Thursday, September 29, 2016

Vegetable Feature: Celery

By Andrea Yoder

     Last week the featured vegetable was celeriac, otherwise known as celery root. This week we are featuring its familiar cousin, celery. While these two vegetables are similar, they have some distinct differences. Celery is grown for its stalks above ground while celeriac is grown for its root. If you’ve never had celery grown in Wisconsin, you are in for a treat. It’s remarkable how much better it tastes than the celery grown in California!
     The celery in your box this week may look a little different than the celery you may be accustomed to seeing in the grocery store. Celery is actually a fairly large plant. It has a center core and section of stalks which are the portion of the plant most commonly eaten. Around this center, the plant sends up smaller stalks which actually cover up and shade the center from the sun. This results in blanching the center core which means it is lighter in color than the stalks in the outer portion. Normally these smaller stalks are trimmed away at the time of harvest, but this outer celery is completely usable and very delicious! So, we asked our harvest crew to leave the outer portion intact and we chose to send you the whole thing! All you need to do is cut the stalks off the main base and wash them well. Don’t discard the leaves, they too are edible and contain a lot of flavor. They can be added to stock or soup for flavor. You can also use them to make celery salt or you can make celery pesto!
     Celery is often used as a background flavor and ingredient, but seldom is it the star of the show. It is a staple ingredient used in the classical method for making stock, but is also often used to add background flavor to soups, braised meats and some fall and winter salads. It is cool and refreshing with a crunchy texture.  Celery pairs well with butter, olive oil, cream, walnuts, Parmesan, cheddar, blue cheese, pears, apples, olives, capers, potatoes, carrots and herbs including parsley, dill and cumin.
     Slice it thinly and add it in a salad or quickly stir-fry the thin slices and then drizzle with toasted sesame oil. Celery is also a delicious ingredient in fall and winter soups. It can be used to round out the flavor when combined with other vegetables, or make it the featured vegetable in preparations such as cream of celery soup.
     Store celery loosely wrapped in a plastic bag in the crisper drawer. It will keep for several weeks.

Chunky Celery Soup

Yields: 6 servings

1 large onion
Photo borrowed from Heidi Swanson's blog
1 large potato
3-4 small to medium carrots
10 medium-length stalks of celery, washed well
3 Tbsp extra-virgin olive oil
2 cloves garlic, chopped
5 cups of lightly-flavored, great tasting, vegetable broth (or water)
2 cups cooked wild rice, brown rice, barley, or wheat berries
⅓ cup celery leaf pesto (optional, see recipe below)
Parmesan cheese, freshly grated (optional)

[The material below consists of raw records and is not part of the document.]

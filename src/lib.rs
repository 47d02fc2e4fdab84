//! # neuroclip
//!
//! Training orchestration for mapping fMRI voxel patterns into the embedding
//! space of a frozen vision-language image encoder.
//!
//! ## Overview
//!
//! Every subject's voxel vectors pass through a subject-specific linear
//! projection into a shared latent space. A shared backbone maps that latent
//! to a contrastive embedding, a conditioning vector for a diffusion prior,
//! and optionally a coarse image latent. Training mixes a contrastive loss
//! (mixup-aware early, soft-label later), the prior's denoising loss and a
//! reconstruction loss.
//!
//! ## Structure
//!
//! - [`core`]: error type, linear layers, gradients, model and diffusion prior
//! - [`data`]: voxel stores, trial streams, epoch batch preloading, mixup
//! - [`encoders`]: frozen image embedders, latent codec and augmenters
//! - [`loss`]: contrastive formulations, reconstruction terms, metrics
//! - [`optim`]: AdamW and learning-rate schedules
//! - [`training`]: training state, loss orchestration and the epoch loop
//! - [`eval`]: repeat-averaged test evaluation
//! - [`checkpoint`]: rank-gated save and flag-controlled restore
//! - [`distributed`]: data-parallel collectives
//! - [`metrics`]: per-epoch report and sinks

pub mod checkpoint;
pub mod core;
pub mod data;
pub mod distributed;
pub mod encoders;
pub mod eval;
pub mod loss;
pub mod metrics;
pub mod optim;
pub mod training;

pub use crate::core::model::{BackboneOutput, BrainModel, ModelSpec};
pub use crate::core::{NeuroError, NeuroResult};
pub use checkpoint::{CheckpointManager, LoadOptions};
pub use distributed::{Collective, SingleProcess, ThreadGroup};
pub use metrics::{EpochReport, JsonlSink, MetricsSink};
pub use training::{LossAggregate, Trainer, TrainingState};

use crate::data::{SubjectRequest, TestSplit};
use serde::{Deserialize, Serialize};
use std::path::PathBuf;

/// Number of subjects in the data set.
pub const NUM_SUBJECTS: u8 = 8;
/// Trials recorded per scanning session.
pub const TRIALS_PER_SESSION: usize = 750;
/// Sessions available per subject, used in multi-subject mode.
pub const SESSIONS_PER_SUBJECT: [usize; 8] = [40, 40, 32, 30, 40, 32, 40, 30];
/// Sessions assumed when computing the multi-subject epoch size.
pub const MULTI_SUBJECT_SESSIONS: usize = 40;

const OLD_TEST_TRIALS: [usize; 8] = [2770, 2770, 2113, 1985, 2770, 2113, 2770, 1985];
const NEW_TEST_TRIALS: [usize; 8] = [3000, 3000, 2371, 2188, 3000, 2371, 3000, 2188];

/// Learning-rate schedule selection.
#[derive(Debug, Clone, Copy, PartialEq, Eq, Serialize, Deserialize)]
#[serde(rename_all = "lowercase")]
pub enum LrSchedulerKind {
    /// One-cycle cosine schedule
    Cycle,
    /// Linear warm factor from 1/3 to 1
    Linear,
}

/// Training configuration.
///
/// Built once, validated, then shared by reference.
#[derive(Debug, Clone, PartialEq, Serialize, Deserialize)]
#[serde(default)]
pub struct TrainConfig {
    /// Run name; checkpoints go to `<output_dir>/<model_name>/`
    pub model_name: String,
    pub data_path: PathBuf,
    pub output_dir: PathBuf,
    /// Subject to train on, or the held-out subject in multi-subject mode
    pub subject: u8,
    /// Sessions of training data in single-subject mode
    pub num_sessions: usize,
    pub multi_subject: bool,
    /// Multi-subject run directory to fine-tune from
    pub multisubject_ckpt: Option<PathBuf>,
    pub use_prior: bool,
    /// Per-worker batch, split evenly across subjects
    pub batch_size: usize,
    /// Fraction of epochs trained with mixup
    pub mixup_pct: f32,
    pub blurry_recon: bool,
    pub blur_scale: f32,
    pub clip_scale: f32,
    pub prior_scale: f32,
    pub use_image_aug: bool,
    pub num_epochs: usize,
    /// Evaluate on the new rather than the old held-out split
    pub new_test: bool,
    pub n_blocks: usize,
    pub hidden_dim: usize,
    pub lr_scheduler_type: LrSchedulerKind,
    pub max_lr: f32,
    pub ckpt_saving: bool,
    /// Epochs between checkpoints
    pub ckpt_interval: usize,
    /// Restore the `last` checkpoint of this run at startup
    pub resume: bool,
    pub seed: u64,
    /// Data-parallel workers
    pub world_size: usize,
    /// Overrides `750 * sessions / world_size`
    pub samples_per_epoch: Option<usize>,
    pub clip_dim: usize,
    pub perceptual_dim: usize,
    pub latent_pool: usize,
}

impl Default for TrainConfig {
    fn default() -> Self {
        Self {
            model_name: "pre_train_subj01".to_string(),
            data_path: PathBuf::from("."),
            output_dir: PathBuf::from("train_logs"),
            subject: 1,
            num_sessions: 40,
            multi_subject: false,
            multisubject_ckpt: None,
            use_prior: true,
            batch_size: 20,
            mixup_pct: 0.33,
            blurry_recon: true,
            blur_scale: 0.5,
            clip_scale: 1.0,
            prior_scale: 30.0,
            use_image_aug: false,
            num_epochs: 150,
            new_test: true,
            n_blocks: 2,
            hidden_dim: 256,
            lr_scheduler_type: LrSchedulerKind::Cycle,
            max_lr: 3e-4,
            ckpt_saving: true,
            ckpt_interval: 1,
            resume: false,
            seed: 42,
            world_size: 1,
            samples_per_epoch: None,
            clip_dim: 64,
            perceptual_dim: 32,
            latent_pool: 4,
        }
    }
}

impl TrainConfig {
    /// Check every option before any data is touched.
    ///
    /// # Errors
    /// - `InvalidConfig` naming the first offending option
    pub fn validate(&self) -> NeuroResult<()> {
        let fail = |msg: String| Err(NeuroError::InvalidConfig(msg));
        if !(1..=NUM_SUBJECTS).contains(&self.subject) {
            return fail(format!("subject must be in 1..=8, got {}", self.subject));
        }
        if !self.multi_subject && self.num_sessions == 0 {
            return fail("num_sessions must be positive".to_string());
        }
        let subjects = self.subject_list().len();
        if self.batch_size < subjects || self.batch_size % subjects != 0 {
            return fail(format!(
                "batch_size {} must be a positive multiple of the {subjects} training subjects",
                self.batch_size
            ));
        }
        if !(0.0..=1.0).contains(&self.mixup_pct) {
            return fail(format!("mixup_pct must be in [0, 1], got {}", self.mixup_pct));
        }
        if self.num_epochs == 0 {
            return fail("num_epochs must be at least 1".to_string());
        }
        if self.ckpt_interval == 0 {
            return fail("ckpt_interval must be at least 1".to_string());
        }
        for (name, scale) in [
            ("blur_scale", self.blur_scale),
            ("clip_scale", self.clip_scale),
            ("prior_scale", self.prior_scale),
        ] {
            if !scale.is_finite() || scale < 0.0 {
                return fail(format!("{name} must be finite and non-negative, got {scale}"));
            }
        }
        if !(self.max_lr.is_finite() && self.max_lr > 0.0) {
            return fail(format!("max_lr must be positive, got {}", self.max_lr));
        }
        if self.multisubject_ckpt.is_some() && self.multi_subject {
            return fail("multisubject_ckpt is only valid for single-subject runs".to_string());
        }
        if self.world_size == 0 {
            return fail("world_size must be at least 1".to_string());
        }
        if self.hidden_dim == 0 || self.clip_dim == 0 || self.perceptual_dim == 0 {
            return fail("model widths must be positive".to_string());
        }
        if self.latent_pool == 0 {
            return fail("latent_pool must be positive".to_string());
        }
        if self.iterations_per_epoch() == 0 {
            return fail(format!(
                "{} samples per epoch cannot fill one batch of {}",
                self.samples_per_epoch(),
                self.batch_size
            ));
        }
        Ok(())
    }

    /// Subjects trained on, in slot order.
    pub fn subject_list(&self) -> Vec<u8> {
        if self.multi_subject {
            (1..=NUM_SUBJECTS).filter(|s| *s != self.subject).collect()
        } else {
            vec![self.subject]
        }
    }

    /// Subject whose test split is scored: the first trained subject.
    pub fn eval_subject(&self) -> u8 {
        self.subject_list().first().copied().unwrap_or(self.subject)
    }

    pub fn subject_requests(&self) -> Vec<SubjectRequest> {
        self.subject_list()
            .into_iter()
            .map(|id| SubjectRequest {
                id,
                num_sessions: if self.multi_subject {
                    SESSIONS_PER_SUBJECT[usize::from(id) - 1]
                } else {
                    self.num_sessions
                },
            })
            .collect()
    }

    pub fn test_split(&self) -> TestSplit {
        if self.new_test {
            TestSplit::New
        } else {
            TestSplit::Old
        }
    }

    pub fn per_subject_batch_size(&self) -> usize {
        self.batch_size / self.subject_list().len()
    }

    /// Samples each worker trains on per epoch.
    pub fn samples_per_epoch(&self) -> usize {
        self.samples_per_epoch.unwrap_or_else(|| {
            let sessions = if self.multi_subject {
                MULTI_SUBJECT_SESSIONS
            } else {
                self.num_sessions
            };
            TRIALS_PER_SESSION * sessions / self.world_size.max(1)
        })
    }

    pub fn iterations_per_epoch(&self) -> usize {
        let combined = self.per_subject_batch_size() * self.subject_list().len();
        if combined == 0 {
            return 0;
        }
        self.samples_per_epoch() / combined
    }

    /// Optimizer steps over the whole run.
    pub fn total_steps(&self) -> usize {
        self.num_epochs * self.iterations_per_epoch()
    }

    /// Epochs trained in the mixup regime: `floor(mixup_pct * num_epochs)`.
    #[allow(
        clippy::cast_possible_truncation,
        clippy::cast_sign_loss,
        clippy::cast_precision_loss
    )]
    pub fn mixup_epochs(&self) -> usize {
        (f64::from(self.mixup_pct) * self.num_epochs as f64).floor() as usize
    }

    /// Held-out trial count of the evaluated subject's full data set.
    pub fn expected_test_trials(&self) -> usize {
        let index = usize::from(self.eval_subject().clamp(1, NUM_SUBJECTS)) - 1;
        if self.new_test {
            NEW_TEST_TRIALS[index]
        } else {
            OLD_TEST_TRIALS[index]
        }
    }

    pub fn checkpoint_manager(&self) -> CheckpointManager {
        CheckpointManager::new(&self.output_dir, &self.model_name)
    }
}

1. Chop the onion, potato, carrots, and celery into pieces that are about ½ inch or smaller. Do your best to cut everything roughly the same size, this will keep cooking time across the ingredients somewhat uniform. You should end up with about 2 ½ cups of chopped celery.
2. In a large thick-bottomed soup pot over medium high heat combine the olive oil, onion, potato, carrots, celery and a few big pinches of salt. Sauté for about ten minutes or until the onions and celery soften a touch and expel some water. Stir in the garlic and add the stock. Bring to a simmer and let cook for another 10 minutes or until the celery, carrot and potatoes are just cooked through - resist the urge to over cook them into mush. 
3. Stir in the rice a few minutes before the potatoes and carrot are cooked though. Remove the soup from the heat and ladle into soup bowls. Top each with a generous drizzle of the celery leaf pesto (optional) and/or some Parmesan cheese.

Photo borrowed from Heidi Swanson's blog
Celery Leaf Pesto

1 cup (lightly packed) celery leaves
1 large clove of garlic
¼ tsp salt
⅓ cup extra-virgin olive oil

1. Purée all of these ingredients in a food processor for about 30 seconds.